From the perspective of John’s Gospel, Andrew initiates a chain-reaction; the beginning of the missionary life of the Church which is about nothing less than bringing souls to Jesus. In the life of the Church, the Feast of St. Andrew is always either just before or immediately after The First Sunday in Advent. His celebration or observance has just that double sense of a beginning and an end, of a making known and a following of Jesus Christ. In other words, it captures the twofold aspect of Christian mission and discipleship. Souls are brought to Christ so as to follow Christ. “Follow me,” Jesus says to the two brothers, Simon Peter and Andrew, in Matthew’s Gospel reading tonight, “And I will make you fishers of men.”
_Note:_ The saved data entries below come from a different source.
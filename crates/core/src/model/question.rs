use chrono::{DateTime, Duration, Utc};

use crate::matching::answers_match;
use crate::model::game::AnswerField;
use crate::model::ids::QuestionId;
use crate::model::lesson::WordPair;
use crate::time::elapsed_between;

/// Marker substituted into fill-in-the-blank templates.
pub const BLANK_MARKER: &str = "___";

//
// ─── ANSWERS ───────────────────────────────────────────────────────────────────
//

/// A player's response to the current question.
#[derive(Debug, Clone, PartialEq, Eq)]
pub enum Answer {
    /// Typed or selected text.
    Text(String),
    /// A true/false judgment.
    Judgment(bool),
}

impl From<&str> for Answer {
    fn from(value: &str) -> Self {
        Self::Text(value.to_owned())
    }
}

impl From<String> for Answer {
    fn from(value: String) -> Self {
        Self::Text(value)
    }
}

impl From<bool> for Answer {
    fn from(value: bool) -> Self {
        Self::Judgment(value)
    }
}

//
// ─── TYPING TIMING ─────────────────────────────────────────────────────────────
//

/// When the presentation layer started and finished showing a typing word.
#[derive(Debug, Clone, Copy, PartialEq, Eq, Default)]
pub struct WordTiming {
    pub started_at: Option<DateTime<Utc>>,
    pub ended_at: Option<DateTime<Utc>>,
}

impl WordTiming {
    /// Time spent on this word, once both ends are recorded.
    #[must_use]
    pub fn time_spent(&self) -> Option<Duration> {
        match (self.started_at, self.ended_at) {
            (Some(start), Some(end)) => Some(elapsed_between(start, end)),
            _ => None,
        }
    }
}

//
// ─── QUESTION ──────────────────────────────────────────────────────────────────
//

/// Game-specific shape of a question.
#[derive(Debug, Clone, PartialEq, Eq)]
pub enum QuestionKind {
    /// Quiz and listening: pick `correct_answer` from `options`. Listening
    /// hosts voice `correct_answer` instead of showing the prompt.
    Choice { options: Vec<String> },
    /// Cloze sentence with a blank at `blank_position` (a char index).
    FillBlank {
        sentence: String,
        blank_position: usize,
        options: Vec<String>,
    },
    /// Judge whether `displayed_translation` belongs to `displayed_word`.
    TrueFalse {
        displayed_word: String,
        displayed_translation: String,
        is_true: bool,
        correct_translation: String,
    },
    /// Free typing in the session's direction.
    Typing { timing: WordTiming },
    /// Rebuild `original_word` from `scrambled_word`.
    Scramble {
        scrambled_word: String,
        original_word: String,
        hints_revealed: usize,
    },
}

/// One exercise generated from a word pair.
#[derive(Debug, Clone, PartialEq, Eq)]
pub struct Question {
    pub id: QuestionId,
    pub word: WordPair,
    pub correct_answer: String,
    /// Side of the word pair `correct_answer` is written in; selects the
    /// equality rule.
    pub answer_field: AnswerField,
    pub kind: QuestionKind,
}

impl Question {
    /// Options for choice-based questions.
    #[must_use]
    pub fn options(&self) -> Option<&[String]> {
        match &self.kind {
            QuestionKind::Choice { options } | QuestionKind::FillBlank { options, .. } => {
                Some(options)
            }
            _ => None,
        }
    }

    /// Prompt the player sees for this question.
    #[must_use]
    pub fn prompt(&self) -> &str {
        match &self.kind {
            QuestionKind::FillBlank { sentence, .. } => sentence.as_str(),
            QuestionKind::TrueFalse { displayed_word, .. } => displayed_word.as_str(),
            QuestionKind::Scramble { scrambled_word, .. } => scrambled_word.as_str(),
            QuestionKind::Choice { .. } | QuestionKind::Typing { .. } => {
                self.answer_field.opposite().of(&self.word)
            }
        }
    }

    /// Checks `answer` against this question.
    ///
    /// Returns `None` when the answer kind does not fit the question (text for a
    /// true/false question, or a judgment for anything else).
    #[must_use]
    pub fn check(&self, answer: &Answer) -> Option<bool> {
        match (&self.kind, answer) {
            (QuestionKind::TrueFalse { is_true, .. }, Answer::Judgment(judged)) => {
                Some(judged == is_true)
            }
            (QuestionKind::TrueFalse { .. }, Answer::Text(_)) | (_, Answer::Judgment(_)) => None,
            (_, Answer::Text(given)) => Some(answers_match(
                self.answer_field,
                &self.correct_answer,
                given,
            )),
        }
    }
}
//! Shared error types for the services crate.

use thiserror::Error;

use drill_core::model::SessionError;
use drill_core::settings::SettingsError;

/// Errors emitted by `PracticeService` and settings loading.
#[derive(Debug, Error)]
#[non_exhaustive]
pub enum PracticeError {
    #[error(transparent)]
    Session(#[from] SessionError),
    #[error(transparent)]
    Settings(#[from] SettingsError),
    #[error("invalid practice settings document: {0}")]
    Config(#[from] serde_json::Error),
}
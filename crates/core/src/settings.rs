use serde::{Deserialize, Serialize};
use thiserror::Error;

use crate::model::GameKind;

//
// ─── ERRORS ────────────────────────────────────────────────────────────────────
//

#[derive(Debug, Error, Clone, PartialEq, Eq)]
#[non_exhaustive]
pub enum SettingsError {
    #[error("default question count must be > 0")]
    InvalidQuestionCount,

    #[error("distractor count must be between 1 and {max}, got {provided}")]
    InvalidDistractorCount { provided: usize, max: usize },

    #[error("speed tiers must have strictly descending wpm thresholds")]
    UnorderedSpeedTiers,
}

/// Upper bound on distractors per choice question.
pub const MAX_DISTRACTORS: usize = 9;

//
// ─── SCORING TABLE ─────────────────────────────────────────────────────────────
//

/// A typing speed threshold and the bonus XP it awards.
#[derive(Debug, Clone, Copy, PartialEq, Eq, Serialize, Deserialize)]
pub struct SpeedTier {
    pub min_wpm: u32,
    pub bonus: u32,
}

/// Per-game XP constants.
///
/// Fields missing from a deserialized table fall back to the defaults.
#[derive(Debug, Clone, PartialEq, Eq, Serialize, Deserialize)]
#[serde(default)]
pub struct ScoringTable {
    pub quiz_per_correct: u32,
    pub listening_per_correct: u32,
    pub fill_blanks_per_correct: u32,
    pub true_false_per_correct: u32,
    /// Multiplied by the session's longest streak.
    pub streak_bonus_rate: u32,
    pub typing_per_correct: u32,
    /// Checked in order; the first tier whose threshold is met wins.
    pub speed_tiers: Vec<SpeedTier>,
    pub scramble_per_correct: u32,
    /// Subtracted per revealed hint, saturating at zero.
    pub hint_penalty: u32,
}

impl Default for ScoringTable {
    fn default() -> Self {
        Self {
            quiz_per_correct: 10,
            listening_per_correct: 10,
            fill_blanks_per_correct: 15,
            true_false_per_correct: 5,
            streak_bonus_rate: 2,
            typing_per_correct: 10,
            speed_tiers: vec![
                SpeedTier {
                    min_wpm: 40,
                    bonus: 50,
                },
                SpeedTier {
                    min_wpm: 30,
                    bonus: 30,
                },
                SpeedTier {
                    min_wpm: 20,
                    bonus: 15,
                },
            ],
            scramble_per_correct: 15,
            hint_penalty: 5,
        }
    }
}

impl ScoringTable {
    /// XP awarded for each correct answer in `game`.
    #[must_use]
    pub fn per_correct(&self, game: GameKind) -> u32 {
        match game {
            GameKind::Quiz => self.quiz_per_correct,
            GameKind::Listening => self.listening_per_correct,
            GameKind::FillBlanks => self.fill_blanks_per_correct,
            GameKind::TrueFalse => self.true_false_per_correct,
            GameKind::TypingChallenge { .. } => self.typing_per_correct,
            GameKind::WordScramble => self.scramble_per_correct,
        }
    }

    /// Bonus for the first tier whose threshold `wpm` meets.
    #[must_use]
    pub fn speed_bonus(&self, wpm: u32) -> u32 {
        self.speed_tiers
            .iter()
            .find(|tier| wpm >= tier.min_wpm)
            .map_or(0, |tier| tier.bonus)
    }

    /// # Errors
    ///
    /// Returns `SettingsError::UnorderedSpeedTiers` if thresholds are not
    /// strictly descending.
    pub fn validate(&self) -> Result<(), SettingsError> {
        let ordered = self
            .speed_tiers
            .windows(2)
            .all(|pair| pair[0].min_wpm > pair[1].min_wpm);
        if ordered {
            Ok(())
        } else {
            Err(SettingsError::UnorderedSpeedTiers)
        }
    }
}

//
// ─── PRACTICE SETTINGS ─────────────────────────────────────────────────────────
//

/// Validated configuration for practice sessions.
#[derive(Debug, Clone, PartialEq, Eq)]
pub struct PracticeSettings {
    default_question_count: usize,
    distractor_count: usize,
    scoring: ScoringTable,
}

/// Unvalidated settings, typically deserialized from a host config file.
#[derive(Debug, Clone, Default, Deserialize)]
#[serde(default)]
pub struct PracticeSettingsDraft {
    pub default_question_count: Option<usize>,
    pub distractor_count: Option<usize>,
    pub scoring: Option<ScoringTable>,
}

impl PracticeSettingsDraft {
    #[must_use]
    pub fn new() -> Self {
        Self::default()
    }

    /// Validate the draft, filling gaps from the defaults.
    ///
    /// # Errors
    ///
    /// Returns `SettingsError` if a count is out of range or the speed tiers are
    /// not ordered.
    pub fn validate(self) -> Result<PracticeSettings, SettingsError> {
        let defaults = PracticeSettings::default();
        let default_question_count = self
            .default_question_count
            .unwrap_or(defaults.default_question_count);
        let distractor_count = self.distractor_count.unwrap_or(defaults.distractor_count);
        let scoring = self.scoring.unwrap_or(defaults.scoring);

        if default_question_count == 0 {
            return Err(SettingsError::InvalidQuestionCount);
        }
        if !(1..=MAX_DISTRACTORS).contains(&distractor_count) {
            return Err(SettingsError::InvalidDistractorCount {
                provided: distractor_count,
                max: MAX_DISTRACTORS,
            });
        }
        scoring.validate()?;

        Ok(PracticeSettings {
            default_question_count,
            distractor_count,
            scoring,
        })
    }
}

impl Default for PracticeSettings {
    fn default() -> Self {
        Self {
            default_question_count: 10,
            distractor_count: 3,
            scoring: ScoringTable::default(),
        }
    }
}

impl PracticeSettings {
    #[must_use]
    pub fn default_question_count(&self) -> usize {
        self.default_question_count
    }

    #[must_use]
    pub fn distractor_count(&self) -> usize {
        self.distractor_count
    }

    #[must_use]
    pub fn scoring(&self) -> &ScoringTable {
        &self.scoring
    }
}

#[cfg(test)]
mod tests {
    use super::*;
    use pretty_assertions::assert_eq;

    #[test]
    fn empty_draft_yields_defaults() {
        let settings = PracticeSettingsDraft::new().validate().unwrap();
        assert_eq!(settings, PracticeSettings::default());
        assert_eq!(settings.distractor_count(), 3);
        assert_eq!(settings.default_question_count(), 10);
    }

    #[test]
    fn draft_rejects_zero_questions() {
        let draft = PracticeSettingsDraft {
            default_question_count: Some(0),
            ..PracticeSettingsDraft::default()
        };
        assert_eq!(draft.validate().unwrap_err(), SettingsError::InvalidQuestionCount);
    }

    #[test]
    fn draft_rejects_out_of_range_distractors() {
        let draft = PracticeSettingsDraft {
            distractor_count: Some(0),
            ..PracticeSettingsDraft::default()
        };
        assert_eq!(
            draft.validate().unwrap_err(),
            SettingsError::InvalidDistractorCount {
                provided: 0,
                max: MAX_DISTRACTORS
            }
        );
    }

    #[test]
    fn speed_tiers_must_descend() {
        let scoring = ScoringTable {
            speed_tiers: vec![
                SpeedTier {
                    min_wpm: 20,
                    bonus: 15,
                },
                SpeedTier {
                    min_wpm: 40,
                    bonus: 50,
                },
            ],
            ..ScoringTable::default()
        };
        assert_eq!(scoring.validate(), Err(SettingsError::UnorderedSpeedTiers));
    }

    #[test]
    fn speed_bonus_picks_first_met_tier() {
        let table = ScoringTable::default();
        assert_eq!(table.speed_bonus(55), 50);
        assert_eq!(table.speed_bonus(30), 30);
        assert_eq!(table.speed_bonus(25), 15);
        assert_eq!(table.speed_bonus(19), 0);
    }

    #[test]
    fn partial_scoring_table_fills_defaults() {
        let table: ScoringTable = serde_json::from_str(r#"{"quiz_per_correct": 12}"#).unwrap();
        assert_eq!(table.quiz_per_correct, 12);
        assert_eq!(table.fill_blanks_per_correct, 15);
        assert_eq!(table.speed_tiers.len(), 3);
    }
}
There can be no following without the making known of Jesus as the Messiah, the Christ. We are not privy to the process that leads Simon Peter and Andrew to leave their nets straightway and together with two other brothers, James and John, the sons of Zebedee, immediately to follow Jesus. The reading from John’s Gospel helps us a bit on that score because it suggests that there is a questioning and a questing that indicates a desire and a willingness to learn and to be with the one who can teach them. Jesus had turned to the disciples of John, one of whom appears to be Andrew, and asked them, face-to-face, “what seek ye?” They replied “Rabbi (which is, being interpreted, Master [or Teacher]), where dwellest thou?” That one would feel the necessity of having to interpret the word, “Rabbi,” also clearly points to a context outside of Israel altogether, a context in which everything has to be interpreted and explained. Jesus’ response was to say, “Come and see.” Andrew is the first in this account to respond and the first to bring others into the same understanding. “Verily, their sound went out into all the earth.” The proclamation of the Gospel of Christ requires the interpretation of the Gospel, too.
That understanding is captured in his words to his brother. “We have found the Messiah.” There is the sense of discovery and a delight in what has been discovered such that we cannot keep that knowledge and excitement to ourselves. It has to be shared. Somehow John the Baptist’s words, pointing out Jesus as “the Lamb of God,” have resonated in Andrew and have led him to make the connection between that image and the image of the Messiah. We are drawn into the deep mysteries of God’s dealings with our world and day, the deep mysteries of God’s engagement with our humanity in Jesus Christ.
But how shall we enter into those deep mysteries? Through the study of the Scriptures. The epistle reading from Romans makes this abundantly clear. The understanding of Jesus as the Messiah, the Christ, arises from what has been revealed and written down in the Scriptures. It involves a process of interpretation by which we are drawn up and into a confession of faith. That can only happen through the missionary life of the Church, proclaiming God’s Word and celebrating his Sacraments. And that requires apostolic souls, like Andrew, who labour to bring others to Jesus.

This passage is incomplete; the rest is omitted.